## Data
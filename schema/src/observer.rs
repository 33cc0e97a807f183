//! Observer callbacks and the global callback-error hook.
//!
//! Callbacks fire during decode. Each invocation is isolated: a failing
//! observer is reported through the hook and decoding continues, so one
//! faulty observer cannot starve the rest of the patch.

use std::error::Error;
use std::rc::Rc;
use std::sync::RwLock;

use log::warn;

use crate::change_tree::DirtyKey;
use crate::value::Value;

pub type CallbackResult = Result<(), Box<dyn Error>>;

/// Container observer: `(value, key)` where key is the list index or map key.
pub type ContainerCallback = Rc<dyn Fn(&Value, &DirtyKey) -> CallbackResult>;

/// Record field listener: `(new value, previous value)`.
pub type ListenCallback = Rc<dyn Fn(Option<&Value>, Option<&Value>) -> CallbackResult>;

/// Hook receiving every callback error. Overridable process-wide.
pub type ErrorHook = fn(&dyn Error);

static ERROR_HOOK: RwLock<Option<ErrorHook>> = RwLock::new(None);

fn default_hook(error: &dyn Error) {
    warn!("observer callback failed: {}", error);
}

/// Replace the global callback-error hook.
pub fn set_error_hook(hook: ErrorHook) {
    if let Ok(mut slot) = ERROR_HOOK.write() {
        *slot = Some(hook);
    }
}

/// Route one callback error to the hook.
pub fn report_callback_error(error: Box<dyn Error>) {
    let hook = ERROR_HOOK
        .read()
        .ok()
        .and_then(|slot| *slot)
        .unwrap_or(default_hook);
    hook(error.as_ref());
}

/// Run a callback and route any error, swallowing it.
pub fn run_callback(result: CallbackResult) {
    if let Err(error) = result {
        report_callback_error(error);
    }
}

/// The `on_add` / `on_change` / `on_remove` trio carried by containers.
#[derive(Default, Clone)]
pub struct ContainerObservers {
    pub on_add: Option<ContainerCallback>,
    pub on_change: Option<ContainerCallback>,
    pub on_remove: Option<ContainerCallback>,
}

impl ContainerObservers {
    pub fn notify_add(&self, value: &Value, key: &DirtyKey) {
        if let Some(callback) = &self.on_add {
            run_callback(callback(value, key));
        }
    }

    pub fn notify_change(&self, value: &Value, key: &DirtyKey) {
        if let Some(callback) = &self.on_change {
            run_callback(callback(value, key));
        }
    }

    pub fn notify_remove(&self, value: &Value, key: &DirtyKey) {
        if let Some(callback) = &self.on_remove {
            run_callback(callback(value, key));
        }
    }
}
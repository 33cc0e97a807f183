//! Dynamic structured records.
//!
//! A [`Record`] is an instance of a registered [`SchemaType`]: a slot per
//! declared field, addressed by wire order. Every write routes through the
//! record's change tree, so mutating a record is what schedules it for the
//! next patch.

use std::cell::RefCell;
use std::collections::HashMap;
use std::rc::Rc;

use crate::change_tree::{new_change_tree, ChangeTreeRef, DirtyKey};
use crate::error::RecordError;
use crate::observer::ListenCallback;
use crate::registry::{DeprecationPolicy, SchemaType};
use crate::types::FieldOrder;
use crate::value::{attach, detach, Value};

pub type RecordRef = Rc<RefCell<Record>>;

pub struct Record {
    schema: Rc<SchemaType>,
    values: Vec<Option<Value>>,
    change_tree: ChangeTreeRef,
    listeners: HashMap<FieldOrder, Vec<ListenCallback>>,
}

impl Record {
    pub fn new(schema: &Rc<SchemaType>) -> RecordRef {
        Rc::new(RefCell::new(Record {
            schema: schema.clone(),
            values: (0..schema.field_count()).map(|_| None).collect(),
            change_tree: new_change_tree(),
            listeners: HashMap::new(),
        }))
    }

    pub fn schema(&self) -> &Rc<SchemaType> {
        &self.schema
    }

    pub fn change_tree(&self) -> &ChangeTreeRef {
        &self.change_tree
    }

    /// Write a field by name. Assigning `None` to a populated field flags an
    /// explicit removal, which the next patch carries as a NIL.
    pub fn set(&mut self, field: &str, value: Option<Value>) -> Result<(), RecordError> {
        let descriptor = self.lookup(field)?;
        match descriptor.deprecated {
            Some(DeprecationPolicy::Throws) => {
                return Err(RecordError::DeprecatedField {
                    field: field.to_string(),
                })
            }
            Some(DeprecationPolicy::Ignore) => return Ok(()),
            None => {}
        }
        self.set_order(descriptor.order, value);
        Ok(())
    }

    /// Write a field by wire order, bypassing the deprecation policy.
    pub fn set_order(&mut self, order: FieldOrder, value: Option<Value>) {
        let slot = order as usize;
        match (&self.values[slot], &value) {
            (None, None) => return,
            (Some(current), Some(next)) if current.same_as(next) => return,
            _ => {}
        }

        if let Some(previous) = &self.values[slot] {
            detach(previous);
        }
        if let Some(next) = &value {
            attach(next, &self.change_tree, DirtyKey::Index(order as u64));
        }
        self.values[slot] = value;
        self.change_tree
            .borrow_mut()
            .mark_changed(DirtyKey::Index(order as u64));
    }

    pub fn get(&self, field: &str) -> Result<Option<&Value>, RecordError> {
        let descriptor = self.lookup(field)?;
        if descriptor.deprecated == Some(DeprecationPolicy::Throws) {
            return Err(RecordError::DeprecatedField {
                field: field.to_string(),
            });
        }
        if descriptor.deprecated == Some(DeprecationPolicy::Ignore) {
            return Ok(None);
        }
        Ok(self.values[descriptor.order as usize].as_ref())
    }

    pub fn get_order(&self, order: FieldOrder) -> Option<&Value> {
        self.values.get(order as usize).and_then(Option::as_ref)
    }

    /// Subscribe to one field: fires with `(new, previous)` whenever an
    /// incoming patch touches it.
    pub fn listen(&mut self, field: &str, callback: ListenCallback) -> Result<(), RecordError> {
        let order = self.lookup(field)?.order;
        self.listeners.entry(order).or_default().push(callback);
        Ok(())
    }

    pub(crate) fn listeners_for(&self, order: FieldOrder) -> Vec<ListenCallback> {
        self.listeners.get(&order).cloned().unwrap_or_default()
    }

    /// Store an incoming value without scheduling it for re-encode.
    pub(crate) fn apply_order(&mut self, order: FieldOrder, value: Option<Value>) {
        let slot = order as usize;
        if let Some(previous) = &self.values[slot] {
            detach(previous);
        }
        if let Some(next) = &value {
            if let Some(tree) = next.change_tree() {
                tree.borrow_mut()
                    .set_parent(&self.change_tree, DirtyKey::Index(order as u64));
            }
        }
        self.values[slot] = value;
    }

    /// Export as plain data, skipping deprecated and unset fields.
    pub fn to_plain(&self) -> serde_json::Value {
        let mut object = serde_json::Map::new();
        for descriptor in self.schema.fields() {
            if descriptor.deprecated.is_some() {
                continue;
            }
            if let Some(value) = &self.values[descriptor.order as usize] {
                object.insert(descriptor.name.clone(), value.to_plain());
            }
        }
        serde_json::Value::Object(object)
    }

    /// Deep clone into a fresh, fully-dirty, unattached record.
    pub fn clone_record(&self) -> RecordRef {
        let clone = Record::new(&self.schema);
        {
            let mut clone = clone.borrow_mut();
            for (slot, value) in self.values.iter().enumerate() {
                if let Some(value) = value {
                    clone.set_order(slot as FieldOrder, Some(value.clone_value()));
                }
            }
        }
        clone
    }

    pub(crate) fn current_keys(&self) -> Vec<DirtyKey> {
        self.values
            .iter()
            .enumerate()
            .filter(|(_, value)| value.is_some())
            .map(|(slot, _)| DirtyKey::Index(slot as u64))
            .collect()
    }

    pub(crate) fn child_values(&self) -> Vec<Value> {
        self.values.iter().flatten().cloned().collect()
    }

    fn lookup(&self, field: &str) -> Result<crate::registry::FieldDescriptor, RecordError> {
        self.schema
            .field_by_name(field)
            .cloned()
            .ok_or_else(|| RecordError::UnknownField {
                type_name: self.schema.name().to_string(),
                field: field.to_string(),
            })
    }
}

#[cfg(test)]
mod tests {
    use super::*;
    use crate::registry::{FieldKind, PrimitiveKind, SchemaTypeBuilder, TypeRegistry};

    fn player_registry() -> (TypeRegistry, Rc<SchemaType>) {
        let mut registry = TypeRegistry::new();
        let id = registry
            .register(
                SchemaTypeBuilder::new("Player")
                    .field("name", FieldKind::Primitive(PrimitiveKind::Str))
                    .field("score", FieldKind::Primitive(PrimitiveKind::Number))
                    .deprecated_field(
                        "legacy",
                        FieldKind::Primitive(PrimitiveKind::Number),
                        DeprecationPolicy::Throws,
                    ),
            )
            .unwrap();
        let schema = registry.resolve(id).unwrap().clone();
        (registry, schema)
    }

    #[test]
    fn writes_mark_their_field_order() {
        let (_registry, schema) = player_registry();
        let player = Record::new(&schema);
        let mut player = player.borrow_mut();

        player.set("score", Some(Value::Number(10.0))).unwrap();

        let changed: Vec<_> = player
            .change_tree()
            .borrow()
            .changed_keys()
            .cloned()
            .collect();
        assert_eq!(changed, vec![DirtyKey::Index(1)]);
        assert_eq!(player.get("score").unwrap().unwrap().as_number(), Some(10.0));
    }

    #[test]
    fn equal_rewrites_are_no_ops() {
        let (_registry, schema) = player_registry();
        let player = Record::new(&schema);
        let mut player = player.borrow_mut();

        player.set("name", Some(Value::String("ann".into()))).unwrap();
        player.change_tree().borrow_mut().discard();

        player.set("name", Some(Value::String("ann".into()))).unwrap();
        assert!(!player.change_tree().borrow().has_changes());
    }

    #[test]
    fn unknown_fields_error_with_the_type_name() {
        let (_registry, schema) = player_registry();
        let player = Record::new(&schema);

        let result = player.borrow_mut().set("health", Some(Value::Number(1.0)));
        assert_eq!(
            result,
            Err(RecordError::UnknownField {
                type_name: "Player".into(),
                field: "health".into()
            })
        );
    }

    #[test]
    fn deprecated_fields_follow_their_policy() {
        let (_registry, schema) = player_registry();
        let player = Record::new(&schema);
        let mut player = player.borrow_mut();

        assert_eq!(
            player.set("legacy", Some(Value::Number(1.0))),
            Err(RecordError::DeprecatedField {
                field: "legacy".into()
            })
        );
        assert!(player.get("legacy").is_err());
    }

    #[test]
    fn to_plain_skips_deprecated_and_unset_fields() {
        let (_registry, schema) = player_registry();
        let player = Record::new(&schema);
        let mut player = player.borrow_mut();

        player.set("name", Some(Value::String("ann".into()))).unwrap();
        // `legacy` bypassed via order, `score` left unset.
        player.set_order(2, Some(Value::Number(9.0)));

        let plain = player.to_plain();
        assert_eq!(plain, serde_json::json!({ "name": "ann" }));
    }

    #[test]
    fn clone_is_deep_and_fully_dirty() {
        let (_registry, schema) = player_registry();
        let player = Record::new(&schema);
        player
            .borrow_mut()
            .set("name", Some(Value::String("ann".into())))
            .unwrap();
        player.borrow().change_tree().borrow_mut().discard();

        let clone = player.borrow().clone_record();
        assert!(clone.borrow().change_tree().borrow().has_changes());
        assert_eq!(
            clone.borrow().get("name").unwrap().unwrap().as_str(),
            Some("ann")
        );
        assert!(!Rc::ptr_eq(&player, &clone));
    }
}
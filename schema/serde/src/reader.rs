use crate::error::SerdeErr;

/// A cursor over an incoming patch buffer.
pub struct ByteReader<'a> {
    buffer: &'a [u8],
    cursor: usize,
}

impl<'a> ByteReader<'a> {
    pub fn new(buffer: &'a [u8]) -> Self {
        Self { buffer, cursor: 0 }
    }

    /// Look at the next byte without consuming it.
    pub fn peek(&self) -> Option<u8> {
        self.buffer.get(self.cursor).copied()
    }

    pub fn read_u8(&mut self) -> Result<u8, SerdeErr> {
        let byte = self.peek().ok_or(SerdeErr::UnexpectedEof)?;
        self.cursor += 1;
        Ok(byte)
    }

    pub fn read_bytes(&mut self, count: usize) -> Result<&'a [u8], SerdeErr> {
        if self.cursor + count > self.buffer.len() {
            return Err(SerdeErr::UnexpectedEof);
        }
        let slice = &self.buffer[self.cursor..self.cursor + count];
        self.cursor += count;
        Ok(slice)
    }

    pub fn remaining(&self) -> usize {
        self.buffer.len() - self.cursor
    }

    pub fn is_empty(&self) -> bool {
        self.remaining() == 0
    }

    /// Consume the rest of the buffer (unknown trailing data).
    pub fn skip_to_end(&mut self) {
        self.cursor = self.buffer.len();
    }
}

#[cfg(test)]
mod tests {
    use super::*;

    #[test]
    fn peek_does_not_advance() {
        let data = [1u8, 2, 3];
        let mut reader = ByteReader::new(&data);

        assert_eq!(reader.peek(), Some(1));
        assert_eq!(reader.read_u8().unwrap(), 1);
        assert_eq!(reader.peek(), Some(2));
        assert_eq!(reader.remaining(), 2);
    }

    #[test]
    fn read_past_end_fails() {
        let data = [1u8];
        let mut reader = ByteReader::new(&data);

        reader.read_u8().unwrap();
        assert_eq!(reader.read_u8(), Err(SerdeErr::UnexpectedEof));
        assert!(reader.read_bytes(1).is_err());
    }

    #[test]
    fn skip_to_end_drains() {
        let data = [1u8, 2, 3, 4];
        let mut reader = ByteReader::new(&data);

        reader.read_u8().unwrap();
        reader.skip_to_end();
        assert!(reader.is_empty());
        assert_eq!(reader.peek(), None);
    }
}
#![allow(dead_code)]

pub mod camera;
pub mod components;
pub mod events;
pub mod input;
pub mod loading;
pub mod maps;
pub mod systems;
pub mod world;
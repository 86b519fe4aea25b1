pub mod equipment;
pub mod movement;
pub mod transition;
pub mod turn_input;
use crate::components::Position;

/// Top-left corner of the viewport in map coordinates, plus the viewport
/// size in tiles. Recomputed from the actor's position; never
/// independently authoritative.
#[derive(Debug, Clone, Copy)]
pub struct Camera {
    pub x: i32,
    pub y: i32,
    pub viewport_w: i32,
    pub viewport_h: i32,
}

impl Camera {
    pub fn new(viewport_w: i32, viewport_h: i32) -> Self {
        Self {
            x: 0,
            y: 0,
            viewport_w,
            viewport_h,
        }
    }

    /// Center the viewport on a position. Follow with `clamp_to` once the
    /// map bounds are known.
    pub fn center_on(&mut self, pos: Position) {
        self.x = pos.x - self.viewport_w / 2;
        self.y = pos.y - self.viewport_h / 2;
    }

    /// Clamp to [0, map_w - viewport_w] x [0, map_h - viewport_h]. Maps
    /// smaller than the viewport pin the camera to 0.
    pub fn clamp_to(&mut self, map_w: i32, map_h: i32) {
        let max_x = (map_w - self.viewport_w).max(0);
        let max_y = (map_h - self.viewport_h).max(0);
        self.x = self.x.clamp(0, max_x);
        self.y = self.y.clamp(0, max_y);
    }
}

## Task goal
Lines of the listing above that contain the word "HashMap" should all be returned.

## Answer to the exercise
use std::collections::HashMap;
    listeners: HashMap<FieldOrder, Vec<ListenCallback>>,
            listeners: HashMap::new(),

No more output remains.